Work required: From the listing below, select every line where the word "move" appears.

Record excerpts:
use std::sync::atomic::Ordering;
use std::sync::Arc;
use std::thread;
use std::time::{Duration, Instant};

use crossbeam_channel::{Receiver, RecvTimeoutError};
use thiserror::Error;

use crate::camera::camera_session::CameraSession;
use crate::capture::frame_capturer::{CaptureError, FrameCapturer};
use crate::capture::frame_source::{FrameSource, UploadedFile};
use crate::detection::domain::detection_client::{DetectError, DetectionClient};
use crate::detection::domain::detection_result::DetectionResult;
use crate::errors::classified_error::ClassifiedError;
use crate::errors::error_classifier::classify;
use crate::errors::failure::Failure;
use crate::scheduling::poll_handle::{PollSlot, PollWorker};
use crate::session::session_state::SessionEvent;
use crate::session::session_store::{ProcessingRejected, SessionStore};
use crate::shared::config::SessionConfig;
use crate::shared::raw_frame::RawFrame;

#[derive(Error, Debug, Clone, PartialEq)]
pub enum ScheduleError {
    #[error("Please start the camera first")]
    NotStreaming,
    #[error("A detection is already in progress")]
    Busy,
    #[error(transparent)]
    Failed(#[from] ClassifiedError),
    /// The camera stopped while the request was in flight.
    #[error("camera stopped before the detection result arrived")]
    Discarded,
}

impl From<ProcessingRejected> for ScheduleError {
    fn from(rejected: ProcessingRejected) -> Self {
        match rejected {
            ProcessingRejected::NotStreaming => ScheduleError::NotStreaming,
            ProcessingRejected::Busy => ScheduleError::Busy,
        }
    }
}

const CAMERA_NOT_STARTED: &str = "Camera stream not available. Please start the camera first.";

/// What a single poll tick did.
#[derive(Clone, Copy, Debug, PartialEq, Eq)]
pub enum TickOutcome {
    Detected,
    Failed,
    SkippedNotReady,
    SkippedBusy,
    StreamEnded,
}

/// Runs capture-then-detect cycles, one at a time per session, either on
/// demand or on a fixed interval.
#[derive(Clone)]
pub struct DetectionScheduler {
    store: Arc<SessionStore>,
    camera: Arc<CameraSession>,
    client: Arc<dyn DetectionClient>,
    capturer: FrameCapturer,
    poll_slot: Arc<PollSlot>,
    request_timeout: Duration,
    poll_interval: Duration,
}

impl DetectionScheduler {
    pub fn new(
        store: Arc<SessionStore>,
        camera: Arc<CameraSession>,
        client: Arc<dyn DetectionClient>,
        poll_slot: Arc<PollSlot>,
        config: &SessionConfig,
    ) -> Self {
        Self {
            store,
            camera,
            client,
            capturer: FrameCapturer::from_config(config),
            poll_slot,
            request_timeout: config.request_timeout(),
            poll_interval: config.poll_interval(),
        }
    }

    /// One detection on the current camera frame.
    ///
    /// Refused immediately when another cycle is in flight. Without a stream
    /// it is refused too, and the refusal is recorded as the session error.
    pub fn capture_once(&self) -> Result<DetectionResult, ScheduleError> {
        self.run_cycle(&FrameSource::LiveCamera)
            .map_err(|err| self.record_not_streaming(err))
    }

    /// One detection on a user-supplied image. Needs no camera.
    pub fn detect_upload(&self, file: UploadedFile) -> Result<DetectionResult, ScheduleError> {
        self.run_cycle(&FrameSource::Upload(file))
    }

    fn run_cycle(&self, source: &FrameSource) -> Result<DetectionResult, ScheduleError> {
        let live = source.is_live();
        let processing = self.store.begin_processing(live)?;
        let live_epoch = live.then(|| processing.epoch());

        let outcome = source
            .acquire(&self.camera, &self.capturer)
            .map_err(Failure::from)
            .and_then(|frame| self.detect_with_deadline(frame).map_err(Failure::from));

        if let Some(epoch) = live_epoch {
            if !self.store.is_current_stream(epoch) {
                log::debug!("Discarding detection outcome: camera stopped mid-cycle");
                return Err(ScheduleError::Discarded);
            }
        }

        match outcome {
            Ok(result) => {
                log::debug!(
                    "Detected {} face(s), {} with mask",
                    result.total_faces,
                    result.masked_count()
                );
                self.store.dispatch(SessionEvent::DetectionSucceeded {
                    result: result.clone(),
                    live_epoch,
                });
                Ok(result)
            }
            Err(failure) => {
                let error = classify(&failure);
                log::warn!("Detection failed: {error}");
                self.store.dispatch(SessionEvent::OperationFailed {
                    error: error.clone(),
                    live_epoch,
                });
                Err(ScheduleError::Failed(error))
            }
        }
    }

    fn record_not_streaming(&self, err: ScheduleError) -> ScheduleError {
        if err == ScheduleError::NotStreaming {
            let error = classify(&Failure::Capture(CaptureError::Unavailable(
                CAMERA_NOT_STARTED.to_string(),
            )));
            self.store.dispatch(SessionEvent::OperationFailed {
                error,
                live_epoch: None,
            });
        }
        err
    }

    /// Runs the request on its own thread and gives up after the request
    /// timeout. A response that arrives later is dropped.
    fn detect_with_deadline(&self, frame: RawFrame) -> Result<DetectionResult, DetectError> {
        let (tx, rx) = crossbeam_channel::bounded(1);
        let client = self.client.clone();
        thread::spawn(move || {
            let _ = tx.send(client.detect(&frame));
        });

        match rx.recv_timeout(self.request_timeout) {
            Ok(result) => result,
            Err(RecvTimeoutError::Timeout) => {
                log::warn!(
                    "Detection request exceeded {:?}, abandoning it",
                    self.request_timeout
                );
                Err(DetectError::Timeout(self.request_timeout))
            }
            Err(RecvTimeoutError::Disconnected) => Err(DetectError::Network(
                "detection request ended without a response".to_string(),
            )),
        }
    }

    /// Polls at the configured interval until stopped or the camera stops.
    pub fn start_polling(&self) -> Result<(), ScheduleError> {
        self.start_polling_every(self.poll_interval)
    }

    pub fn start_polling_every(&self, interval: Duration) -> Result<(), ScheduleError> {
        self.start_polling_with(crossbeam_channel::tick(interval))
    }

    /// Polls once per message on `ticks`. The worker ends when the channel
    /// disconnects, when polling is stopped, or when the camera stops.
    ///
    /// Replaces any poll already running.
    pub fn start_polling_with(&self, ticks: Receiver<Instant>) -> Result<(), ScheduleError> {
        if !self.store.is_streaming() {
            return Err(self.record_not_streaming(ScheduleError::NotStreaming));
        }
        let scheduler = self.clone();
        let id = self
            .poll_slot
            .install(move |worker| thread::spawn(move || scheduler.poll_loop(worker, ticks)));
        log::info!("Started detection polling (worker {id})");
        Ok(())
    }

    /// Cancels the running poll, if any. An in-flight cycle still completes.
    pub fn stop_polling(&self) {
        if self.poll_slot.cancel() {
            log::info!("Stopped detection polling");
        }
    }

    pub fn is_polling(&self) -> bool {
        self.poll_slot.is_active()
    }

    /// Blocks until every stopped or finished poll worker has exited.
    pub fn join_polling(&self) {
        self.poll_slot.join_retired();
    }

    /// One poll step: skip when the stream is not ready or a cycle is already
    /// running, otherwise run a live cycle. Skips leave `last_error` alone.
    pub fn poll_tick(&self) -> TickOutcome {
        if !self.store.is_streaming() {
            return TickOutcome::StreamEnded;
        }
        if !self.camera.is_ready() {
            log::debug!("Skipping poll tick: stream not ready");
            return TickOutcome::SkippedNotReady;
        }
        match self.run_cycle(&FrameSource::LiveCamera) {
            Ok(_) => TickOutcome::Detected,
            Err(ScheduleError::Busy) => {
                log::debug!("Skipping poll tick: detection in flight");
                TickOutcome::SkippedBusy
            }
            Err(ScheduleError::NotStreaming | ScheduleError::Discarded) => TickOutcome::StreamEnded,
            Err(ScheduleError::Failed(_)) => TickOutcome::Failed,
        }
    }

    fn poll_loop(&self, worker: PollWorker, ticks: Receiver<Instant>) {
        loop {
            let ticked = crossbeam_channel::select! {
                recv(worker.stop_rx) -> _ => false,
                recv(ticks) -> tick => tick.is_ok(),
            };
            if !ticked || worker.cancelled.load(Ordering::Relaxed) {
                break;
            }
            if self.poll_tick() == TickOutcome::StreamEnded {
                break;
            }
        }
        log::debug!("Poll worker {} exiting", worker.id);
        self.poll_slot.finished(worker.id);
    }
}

Solution for this exercise:
        thread::spawn(move || {
            .install(move |worker| thread::spawn(move || scheduler.poll_loop(worker, ticks)));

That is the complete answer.